I am surmising that one of the effects of the dementia condition is that either the neurons themselves, or the connecting network, might be failing, misfiring or misconnecting, but that, at this very basic level, the process assumes that everything is working normally. So a neuron failing to fire, or a network connection failing to connect, is taken at face value and the perception is created accordingly. As a result it could be different from the one we might have expected. This means that the update to the Lived Experience is changed and so a cycle of different perceptions is created. To the brain, the perception is the reality, so a person with such a problem would be creating a different reality from the one that they might have created had their neurons and network been working as before. In this situation, a person living with dementia, for example, would be living on the basis of a reality that may not coincide with the reality perceived by other people around them: they might be seeing the duck while others see the rabbit.
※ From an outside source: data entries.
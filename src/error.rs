//! The compiler-wide error type.

use thiserror::Error;

use crate::compiler::CodegenError;
use crate::consteval::ConstEvalError;
use crate::lexer::LexError;
use crate::parser::ParseError;
use crate::typechecker::TypeError;
use crate::validator::ValidationError;

/// Any fatal diagnostic the pipeline can produce. Every stage error
/// converts into this, so the driver can thread the whole pipeline with
/// `?`. The compiler is batch-style: the first error aborts compilation.
#[derive(Debug, Clone, PartialEq, Error)]
pub enum CompileError {
    #[error(transparent)]
    Lex(#[from] LexError),
    #[error(transparent)]
    Parse(#[from] ParseError),
    #[error(transparent)]
    Validation(#[from] ValidationError),
    #[error(transparent)]
    Type(#[from] TypeError),
    #[error(transparent)]
    ConstEval(#[from] ConstEvalError),
    #[error(transparent)]
    Codegen(#[from] CodegenError),
}
//! Compile-time evaluation of static-initialiser expressions.
//!
//! A pure recursive evaluator over the expression tree. Only integer
//! arithmetic is supported; side-effecting operators, function calls,
//! identifier references and casts are rejected rather than evaluated.
//! Short-circuiting is unnecessary here: with all side-effecting constructs
//! rejected, fully evaluating both operands of `&&`/`||` is observationally
//! the same.

use thiserror::Error;

use crate::ast::{BinaryOp, Constant, ExprKind, Expression, UnaryOp};

#[derive(Debug, Clone, PartialEq, Eq, Error)]
pub enum ConstEvalError {
    #[error("division by zero in compile-time expression")]
    DivisionByZero,
    #[error("assignment is not supported in compile-time expressions")]
    Assignment,
    #[error("`++` and `--` are not supported in compile-time expressions")]
    Increment,
    #[error("function calls are not supported in compile-time expressions")]
    FunctionCall,
    #[error("variable `{name}` referenced in compile-time expression; variables are not supported here")]
    VariableReference { name: String },
    #[error("casts are not supported in compile-time expressions")]
    Cast,
    #[error("only `int` operands are supported in compile-time expressions")]
    NonIntegerOperand,
    #[error("compile-time operands have different types")]
    MixedOperandTypes,
}

pub type ConstEvalResult<T> = Result<T, ConstEvalError>;

/// Fold an expression to a literal value. Works on any stage of the AST
/// since the attached info is never consulted.
pub fn evaluate<T>(expression: &Expression<T>) -> ConstEvalResult<Constant> {
    match &expression.kind {
        ExprKind::Grouping(inner) => evaluate(inner),
        ExprKind::Constant(value) => Ok(*value),
        ExprKind::Var(name) => Err(ConstEvalError::VariableReference { name: name.clone() }),
        ExprKind::Call { .. } => Err(ConstEvalError::FunctionCall),
        ExprKind::Convert(_) => Err(ConstEvalError::Cast),
        ExprKind::Unary { op, operand, .. } => {
            if matches!(op, UnaryOp::Increment | UnaryOp::Decrement) {
                return Err(ConstEvalError::Increment);
            }
            evaluate_unary(*op, evaluate(operand)?)
        }
        ExprKind::Binary { op, left, right } => {
            if *op == BinaryOp::Assign {
                return Err(ConstEvalError::Assignment);
            }
            evaluate_binary(*op, evaluate(left)?, evaluate(right)?)
        }
        ExprKind::Ternary {
            condition,
            if_true,
            if_false,
        } => {
            let condition = as_int(evaluate(condition)?)?;
            let if_true = evaluate(if_true)?;
            let if_false = evaluate(if_false)?;
            Ok(if condition != 0 { if_true } else { if_false })
        }
    }
}

fn as_int(value: Constant) -> ConstEvalResult<i32> {
    match value {
        Constant::Int(v) => Ok(v),
        _ => Err(ConstEvalError::NonIntegerOperand),
    }
}

fn evaluate_unary(op: UnaryOp, operand: Constant) -> ConstEvalResult<Constant> {
    let value = as_int(operand)?;
    let result = match op {
        UnaryOp::Plus => value,
        UnaryOp::Minus => value.wrapping_neg(),
        UnaryOp::LogicalNot => i32::from(value == 0),
        UnaryOp::BitwiseNot => !value,
        UnaryOp::Increment | UnaryOp::Decrement => return Err(ConstEvalError::Increment),
    };
    Ok(Constant::Int(result))
}

fn evaluate_binary(op: BinaryOp, left: Constant, right: Constant) -> ConstEvalResult<Constant> {
    let left = as_int(left)?;
    let right = match right {
        Constant::Int(value) => value,
        _ => return Err(ConstEvalError::MixedOperandTypes),
    };

    let result = match op {
        BinaryOp::Multiply => left.wrapping_mul(right),
        BinaryOp::Divide => {
            if right == 0 {
                return Err(ConstEvalError::DivisionByZero);
            }
            left.wrapping_div(right)
        }
        BinaryOp::Modulo => {
            if right == 0 {
                return Err(ConstEvalError::DivisionByZero);
            }
            left.wrapping_rem(right)
        }
        BinaryOp::Plus => left.wrapping_add(right),
        BinaryOp::Minus => left.wrapping_sub(right),
        BinaryOp::LeftShift => left.wrapping_shl(right as u32),
        BinaryOp::RightShift => left.wrapping_shr(right as u32),
        BinaryOp::LessThan => i32::from(left < right),
        BinaryOp::LessThanEqual => i32::from(left <= right),
        BinaryOp::GreaterThan => i32::from(left > right),
        BinaryOp::GreaterThanEqual => i32::from(left >= right),
        BinaryOp::Equal => i32::from(left == right),
        BinaryOp::NotEqual => i32::from(left != right),
        BinaryOp::BitwiseAnd => left & right,
        BinaryOp::BitwiseXor => left ^ right,
        BinaryOp::BitwiseOr => left | right,
        BinaryOp::LogicalAnd => i32::from(left != 0 && right != 0),
        BinaryOp::LogicalOr => i32::from(left != 0 || right != 0),
        // the left-hand value is discarded; evaluating it is still pointless
        // but harmless without side effects
        BinaryOp::Comma => right,
        BinaryOp::Assign => return Err(ConstEvalError::Assignment),
    };
    Ok(Constant::Int(result))
}

#[cfg(test)]
mod tests {
    use super::*;
    use crate::lexer::Lexer;
    use crate::parser::Parser;

    fn eval(input: &str) -> ConstEvalResult<Constant> {
        let tokens = Lexer::new(input).lex().expect("lexes");
        let mut parser = Parser::new(tokens);
        let expr = parser.parse_expression(0).expect("parses");
        evaluate(&expr)
    }

    #[test]
    fn test_folds_arithmetic_with_precedence() {
        assert_eq!(eval("2 * 3 + 4"), Ok(Constant::Int(10)));
        assert_eq!(eval("2 + 3 * 4"), Ok(Constant::Int(14)));
        assert_eq!(eval("(2 + 3) * 4"), Ok(Constant::Int(20)));
    }

    #[test]
    fn test_folds_unary_operators() {
        assert_eq!(eval("-5"), Ok(Constant::Int(-5)));
        assert_eq!(eval("!5"), Ok(Constant::Int(0)));
        assert_eq!(eval("!0"), Ok(Constant::Int(1)));
        assert_eq!(eval("~0"), Ok(Constant::Int(-1)));
        assert_eq!(eval("+7"), Ok(Constant::Int(7)));
    }

    #[test]
    fn test_folds_comparisons_shifts_and_bitwise() {
        assert_eq!(eval("1 < 2"), Ok(Constant::Int(1)));
        assert_eq!(eval("2 <= 1"), Ok(Constant::Int(0)));
        assert_eq!(eval("1 << 4"), Ok(Constant::Int(16)));
        assert_eq!(eval("6 & 3"), Ok(Constant::Int(2)));
        assert_eq!(eval("6 ^ 3"), Ok(Constant::Int(5)));
        assert_eq!(eval("4 | 1"), Ok(Constant::Int(5)));
    }

    #[test]
    fn test_folds_logical_and_ternary() {
        assert_eq!(eval("1 && 0"), Ok(Constant::Int(0)));
        assert_eq!(eval("1 || 0"), Ok(Constant::Int(1)));
        assert_eq!(eval("1 ? 2 : 3"), Ok(Constant::Int(2)));
        assert_eq!(eval("0 ? 2 : 3"), Ok(Constant::Int(3)));
    }

    #[test]
    fn test_folds_comma_to_right_operand() {
        assert_eq!(eval("(1, 2)"), Ok(Constant::Int(2)));
    }

    #[test]
    fn test_division_by_zero() {
        assert_eq!(eval("1 / 0"), Err(ConstEvalError::DivisionByZero));
        assert_eq!(eval("1 % 0"), Err(ConstEvalError::DivisionByZero));
    }

    #[test]
    fn test_rejects_side_effects_and_calls() {
        assert_eq!(eval("f()"), Err(ConstEvalError::FunctionCall));
        assert_eq!(eval("++x"), Err(ConstEvalError::Increment));
        assert_eq!(eval("x = 1"), Err(ConstEvalError::Assignment));
    }

    #[test]
    fn test_rejects_identifier_references() {
        assert_eq!(
            eval("a + 1"),
            Err(ConstEvalError::VariableReference {
                name: "a".to_owned()
            })
        );
    }

    #[test]
    fn test_rejects_non_int_operands() {
        assert_eq!(eval("1.5 + 1.5"), Err(ConstEvalError::NonIntegerOperand));
        assert_eq!(eval("1l + 1l"), Err(ConstEvalError::NonIntegerOperand));
        assert_eq!(eval("1 + 1l"), Err(ConstEvalError::MixedOperandTypes));
    }

    #[test]
    fn test_plain_literal_of_any_kind_passes_through() {
        assert_eq!(eval("1.5"), Ok(Constant::Double(1.5)));
        assert_eq!(eval("'A'"), Ok(Constant::Char(65)));
    }
}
So the person living with dementia creates their own realities just like everyone else does. To distinguish between their realities and those of people whose perception processes are not affected in this way, I call these different realities “Extended Realities” because they are no less real than anyone else’s, but as they are based on similar inputs we can consider them to be an ‘extension’ of the realities being perceived by other people. To the person with an extended reality, their actions are entirely logical and follow directly from the reality they perceive, but to an observer they may seem irrational or odd. For example, the Extended Reality perceived by a person looking at an object might be that it is a cupboard, while an observer looking at the same object sees a refrigerator. The resulting action reveals the difference: putting clothes into a cupboard makes sense, putting them in a refrigerator might not. But each perception is as real as the other. It seems that it might be helpful to try and understand these extended realities so that we can begin to understand the logic behind how people, including people living with dementia, create their own realities.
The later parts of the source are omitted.